When an outright cure for a disease isn’t possible, medicine is going for the next best thing: keeping disease in a sort of suspended animation.
It’s worked for HIV. Many people living with the virus, such as basketball legend Magic Johnson, suppress the disease with powerful drugs taken every day. And this strategy also has worked for many with chronic myelogenous leukemia, like Johnson’s former teammate Kareem Abdul-Jabbar. They survive for years after their diagnosis thanks to the drug Gleevec, which can stifle the leukemia and make it manageable.
Now researchers are trying to make similar strides against multiple myeloma, an aggressive cancer with no known cure.
City of Hope researchers and their colleagues around the world are working on combinations of treatments that could help many patients live longer with the disease, a blood cancer that develops in the bone marrow.
So far, no one treatment seems to get rid of the cancerous cells in multiple myeloma completely. Even when signs of cancer have vanished, the cells usually return. But using a series of new treatments could both improve patients’ response and reduce side effects — potentially helping many patients keep their cancer at bay for years.
In multiple myeloma, doctors are testing combinations of drugs that boost the immune system to fight cancer together with other new drugs that prompt cancer cells to kill themselves. Together the drugs can knock down and suppress multiple myeloma. More recently, physicians started to give them after blood stem cell transplantation to keep cancer in check.

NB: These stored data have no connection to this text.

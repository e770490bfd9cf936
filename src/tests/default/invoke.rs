#![cfg(not(loom))]

use std::{
    panic::{AssertUnwindSafe, catch_unwind},
    sync::{
        Arc, Mutex,
        atomic::{AtomicUsize, Ordering},
        mpsc,
    },
};

use crate::{
    Callable, Caller, CounterInit, FlatInit, FlatToken, Lineup, ParkSemaphore, Partitioned,
    PoolPortal, Portal, PortalError, RepeatBuffer, SerialPortal, Single, SpinSemaphore,
    SyncSemaphore, ThreadPortal, Token, TokenBuffer, TreeInit, Work, async_invoke, procedure,
    scoped, sync_invoke, sync_invoke_with,
    tests::utils::node_audit,
};

/// Flat counter instrumented to count decrements and terminals.
#[derive(Clone)]
struct ProbeToken {
    inner: FlatToken,
    decrements: Arc<AtomicUsize>,
    terminals: Arc<AtomicUsize>,
}

struct ProbeBuffer {
    inner: RepeatBuffer<FlatToken>,
    decrements: Arc<AtomicUsize>,
    terminals: Arc<AtomicUsize>,
}

#[derive(Default)]
struct ProbeInit {
    decrements: Arc<AtomicUsize>,
    terminals: Arc<AtomicUsize>,
}

impl TokenBuffer for ProbeBuffer {
    type Token = ProbeToken;

    fn fetch(&mut self) -> ProbeToken {
        ProbeToken {
            inner: self.inner.fetch(),
            decrements: self.decrements.clone(),
            terminals: self.terminals.clone(),
        }
    }
}

impl Token for ProbeToken {
    type Buffer = ProbeBuffer;

    fn decrement(self) -> bool {
        self.decrements.fetch_add(1, Ordering::Relaxed);
        let more = self.inner.decrement();
        if !more {
            self.terminals.fetch_add(1, Ordering::Relaxed);
        }
        more
    }

    fn increase(&mut self, amount: usize) -> ProbeBuffer {
        ProbeBuffer {
            inner: self.inner.increase(amount),
            decrements: self.decrements.clone(),
            terminals: self.terminals.clone(),
        }
    }
}

impl CounterInit for ProbeInit {
    type Token = ProbeToken;

    fn init(&self, count: usize) -> ProbeBuffer {
        ProbeBuffer {
            inner: FlatInit.init(count),
            decrements: self.decrements.clone(),
            terminals: self.terminals.clone(),
        }
    }
}

/// Portal wrapper counting how many work items pass through it.
#[derive(Clone)]
struct CountingPortal {
    dispatched: Arc<AtomicUsize>,
    inner: Arc<dyn Portal>,
}

impl CountingPortal {
    fn new(inner: impl Portal + 'static) -> Self {
        Self {
            dispatched: Arc::new(AtomicUsize::new(0)),
            inner: Arc::new(inner),
        }
    }
}

impl Portal for CountingPortal {
    fn dispatch(&self, work: Work) {
        self.dispatched.fetch_add(1, Ordering::Relaxed);
        self.inner.dispatch(work);
    }
}

fn counting_lineup<T: Token>(
    count: usize,
    portal: impl Portal + Clone + 'static,
    hits: &Arc<AtomicUsize>,
) -> Lineup<T> {
    Lineup::repeat_with(count, || {
        let hits = hits.clone();
        Callable::new(
            portal.clone(),
            procedure(move || {
                hits.fetch_add(1, Ordering::Relaxed);
            }),
        )
    })
}

#[test]
fn test_callback_fires_once_per_invocation() {
    let portals: Vec<Arc<dyn Portal>> = vec![
        Arc::new(SerialPortal),
        Arc::new(ThreadPortal::daemon()),
        Arc::new(ThreadPortal::joined()),
        Arc::new(PoolPortal::new(4).unwrap()),
    ];
    for portal in portals {
        let hits = Arc::new(AtomicUsize::new(0));
        let (done, completed) = mpsc::channel();
        async_invoke(
            move || done.send(()).unwrap(),
            counting_lineup(32, portal, &hits),
        );
        completed.recv().unwrap();
        assert_eq!(hits.load(Ordering::Relaxed), 32);
    }
}

#[test]
fn test_completion_across_portal_counter_matrix() {
    fn portals() -> Vec<Arc<dyn Portal>> {
        vec![
            Arc::new(SerialPortal),
            Arc::new(ThreadPortal::daemon()),
            Arc::new(PoolPortal::new(3).unwrap()),
        ]
    }

    for portal in portals() {
        for total in [1usize, 2, 7, 33] {
            let hits = Arc::new(AtomicUsize::new(0));
            sync_invoke_with(
                FlatInit,
                ParkSemaphore::new(),
                || (),
                counting_lineup(total, portal.clone(), &hits),
            );
            assert_eq!(hits.load(Ordering::Relaxed), total);
        }
    }

    let _audit = node_audit();
    for portal in portals() {
        for total in [1usize, 2, 7, 33] {
            let hits = Arc::new(AtomicUsize::new(0));
            sync_invoke_with(
                TreeInit::<3>,
                ParkSemaphore::new(),
                || (),
                counting_lineup(total, portal.clone(), &hits),
            );
            assert_eq!(hits.load(Ordering::Relaxed), total);
        }
    }
}

#[test]
fn test_three_phase_chain() {
    let funnel = PoolPortal::new(1).unwrap();
    let trace = Arc::new(Mutex::new(Vec::new()));
    let (a, b, c) = (trace.clone(), trace.clone(), trace.clone());
    let callable = Callable::new(
        ThreadPortal::daemon(),
        procedure(move || a.lock().unwrap().push("spread")),
    )
    .then(
        SerialPortal,
        procedure(move || b.lock().unwrap().push("carry")),
    )
    .then(
        funnel.clone(),
        procedure(move || c.lock().unwrap().push("funnel")),
    );
    sync_invoke(|| (), Single::new(callable));
    drop(funnel);
    assert_eq!(*trace.lock().unwrap(), ["spread", "carry", "funnel"]);
}

#[test]
fn test_decrement_accounting() {
    let init = ProbeInit::default();
    let decrements = init.decrements.clone();
    let terminals = init.terminals.clone();
    let hits = Arc::new(AtomicUsize::new(0));
    sync_invoke_with(
        init,
        SpinSemaphore::new(),
        || (),
        counting_lineup(16, ThreadPortal::daemon(), &hits),
    );
    assert_eq!(hits.load(Ordering::Relaxed), 16);
    assert_eq!(decrements.load(Ordering::Relaxed), 16);
    assert_eq!(terminals.load(Ordering::Relaxed), 1);
}

#[test]
fn test_fork_keeps_decrement_accounting() {
    let init = ProbeInit::default();
    let decrements = init.decrements.clone();
    let terminals = init.terminals.clone();
    sync_invoke_with(
        init,
        SyncSemaphore::new(),
        || (),
        Single::new(Callable::new(
            SerialPortal,
            scoped(|scope: &mut crate::ForkScope<'_, ProbeToken>| {
                scope.fork(Single::new(Callable::new(SerialPortal, procedure(|| ()))));
            }),
        )),
    );
    // Two work items, two decrements, one terminal.
    assert_eq!(decrements.load(Ordering::Relaxed), 2);
    assert_eq!(terminals.load(Ordering::Relaxed), 1);
}

#[test]
fn test_single_item_boundary() {
    let ran = Arc::new(AtomicUsize::new(0));
    let probe = ran.clone();
    sync_invoke(
        || (),
        Single::new(Callable::new(
            ThreadPortal::daemon(),
            procedure(move || {
                probe.fetch_add(1, Ordering::Relaxed);
            }),
        )),
    );
    assert_eq!(ran.load(Ordering::Relaxed), 1);
}

#[test]
fn test_empty_composition_completes_immediately() {
    let fired = Arc::new(AtomicUsize::new(0));
    let observer = fired.clone();
    async_invoke(
        move || {
            observer.fetch_add(1, Ordering::Relaxed);
        },
        Lineup::new(),
    );
    assert_eq!(fired.load(Ordering::Relaxed), 1);

    assert_eq!(sync_invoke(|| 7, Lineup::new()), 7);
}

#[test]
fn test_async_matches_sync_roundtrip() {
    let sync_hits = Arc::new(AtomicUsize::new(0));
    sync_invoke(|| (), counting_lineup(8, ThreadPortal::daemon(), &sync_hits));

    let async_hits = Arc::new(AtomicUsize::new(0));
    let (done, completed) = mpsc::channel();
    async_invoke(
        move || done.send(()).unwrap(),
        counting_lineup(8, ThreadPortal::daemon(), &async_hits),
    );
    completed.recv().unwrap();

    assert_eq!(
        sync_hits.load(Ordering::Relaxed),
        async_hits.load(Ordering::Relaxed),
    );
}

#[test]
fn test_caller_composition() {
    let hits = Arc::new(AtomicUsize::new(0));
    let single: Single = Single::new(Callable::new(SerialPortal, {
        let hits = hits.clone();
        procedure(move || {
            hits.fetch_add(1, Ordering::Relaxed);
        })
    }));
    let lineup: Lineup = counting_lineup(3, ThreadPortal::daemon(), &hits);
    let mut partitioned: Partitioned = Partitioned::with_concurrency(ThreadPortal::daemon(), 2);
    for _ in 0..4 {
        let hits = hits.clone();
        partitioned.push(Callable::new(
            SerialPortal,
            procedure(move || {
                hits.fetch_add(1, Ordering::Relaxed);
            }),
        ));
    }

    let group = (single, lineup, partitioned);
    assert_eq!(group.size(), 8);
    sync_invoke(|| (), group);
    assert_eq!(hits.load(Ordering::Relaxed), 8);
}

#[test]
fn test_vec_of_callers() {
    let hits = Arc::new(AtomicUsize::new(0));
    let callers: Vec<Single> = (0..3)
        .map(|_| {
            let hits = hits.clone();
            Single::new(Callable::new(
                SerialPortal,
                procedure(move || {
                    hits.fetch_add(1, Ordering::Relaxed);
                }),
            ))
        })
        .collect();
    assert_eq!(callers.size(), 3);
    sync_invoke(|| (), callers);
    assert_eq!(hits.load(Ordering::Relaxed), 3);
}

#[test]
fn test_partitioned_batches_by_concurrency() {
    let executed = Arc::new(AtomicUsize::new(0));
    let portal = CountingPortal::new(ThreadPortal::daemon());
    let dispatched = portal.dispatched.clone();

    let mut caller = Partitioned::with_concurrency(portal, 4);
    for _ in 0..10 {
        let executed = executed.clone();
        caller.push(Callable::new(
            SerialPortal,
            procedure(move || {
                executed.fetch_add(1, Ordering::Relaxed);
            }),
        ));
    }
    sync_invoke(|| (), caller);

    assert_eq!(executed.load(Ordering::Relaxed), 10);
    assert_eq!(dispatched.load(Ordering::Relaxed), 4);
}

#[test]
fn test_partitioned_clamps_excess_concurrency() {
    let executed = Arc::new(AtomicUsize::new(0));
    let portal = CountingPortal::new(ThreadPortal::daemon());
    let dispatched = portal.dispatched.clone();

    let mut caller = Partitioned::with_concurrency(portal, 16);
    for _ in 0..3 {
        let executed = executed.clone();
        caller.push(Callable::new(
            SerialPortal,
            procedure(move || {
                executed.fetch_add(1, Ordering::Relaxed);
            }),
        ));
    }
    sync_invoke(|| (), caller);

    assert_eq!(executed.load(Ordering::Relaxed), 3);
    assert_eq!(dispatched.load(Ordering::Relaxed), 3);
}

#[test]
fn test_multi_phase_order_per_item() {
    let funnel = PoolPortal::new(1).unwrap();
    let traces: Arc<Vec<Mutex<Vec<u8>>>> =
        Arc::new((0..10).map(|_| Mutex::new(Vec::new())).collect());

    let lineup = (0..10)
        .map(|item| {
            let first = traces.clone();
            let second = traces.clone();
            Callable::new(
                ThreadPortal::daemon(),
                procedure(move || first[item].lock().unwrap().push(1)),
            )
            .then(
                funnel.clone(),
                procedure(move || second[item].lock().unwrap().push(2)),
            )
        })
        .collect::<Lineup>();
    sync_invoke(|| (), lineup);
    drop(funnel);

    for trace in traces.iter() {
        assert_eq!(*trace.lock().unwrap(), [1, 2]);
    }
}

#[test]
fn test_tree_counter_invocation() {
    let _audit = node_audit();
    let hits = Arc::new(AtomicUsize::new(0));
    sync_invoke_with(
        TreeInit::<10>,
        ParkSemaphore::new(),
        || (),
        counting_lineup(25, ThreadPortal::daemon(), &hits),
    );
    assert_eq!(hits.load(Ordering::Relaxed), 25);
}

#[test]
fn test_runnable_panic_still_waits_for_work() {
    let finished = Arc::new(AtomicUsize::new(0));
    let lineup = counting_lineup(6, ThreadPortal::daemon(), &finished);
    let result = catch_unwind(AssertUnwindSafe(|| {
        sync_invoke(|| panic!("runnable failed"), lineup)
    }));
    assert!(result.is_err());
    assert_eq!(finished.load(Ordering::Relaxed), 6);
}

#[test]
fn test_pool_rejects_zero_workers() {
    assert!(matches!(PoolPortal::new(0), Err(PortalError::NoWorkers)));
}

#[test]
fn test_pool_with_launcher() {
    let pool = PoolPortal::with_launcher(2, &ThreadPortal::daemon()).unwrap();
    let hits = Arc::new(AtomicUsize::new(0));
    sync_invoke(|| (), counting_lineup(8, pool.clone(), &hits));
    drop(pool);
    assert_eq!(hits.load(Ordering::Relaxed), 8);
}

A variety of approaches are now reaching patients through clinical trials, and researchers have found ways to make some medications powerful enough to suppress cancer while being gentler on the patient.
“We see reasons for optimism,” said Amrita Krishnan, M.D., director of City of Hope’s Multiple Myeloma Program. One recent City of Hope study showed that a new drug combination given after transplantation seemed to knock out cancer cells more deeply in many patients, “which we hope will ultimately translate into better survival.”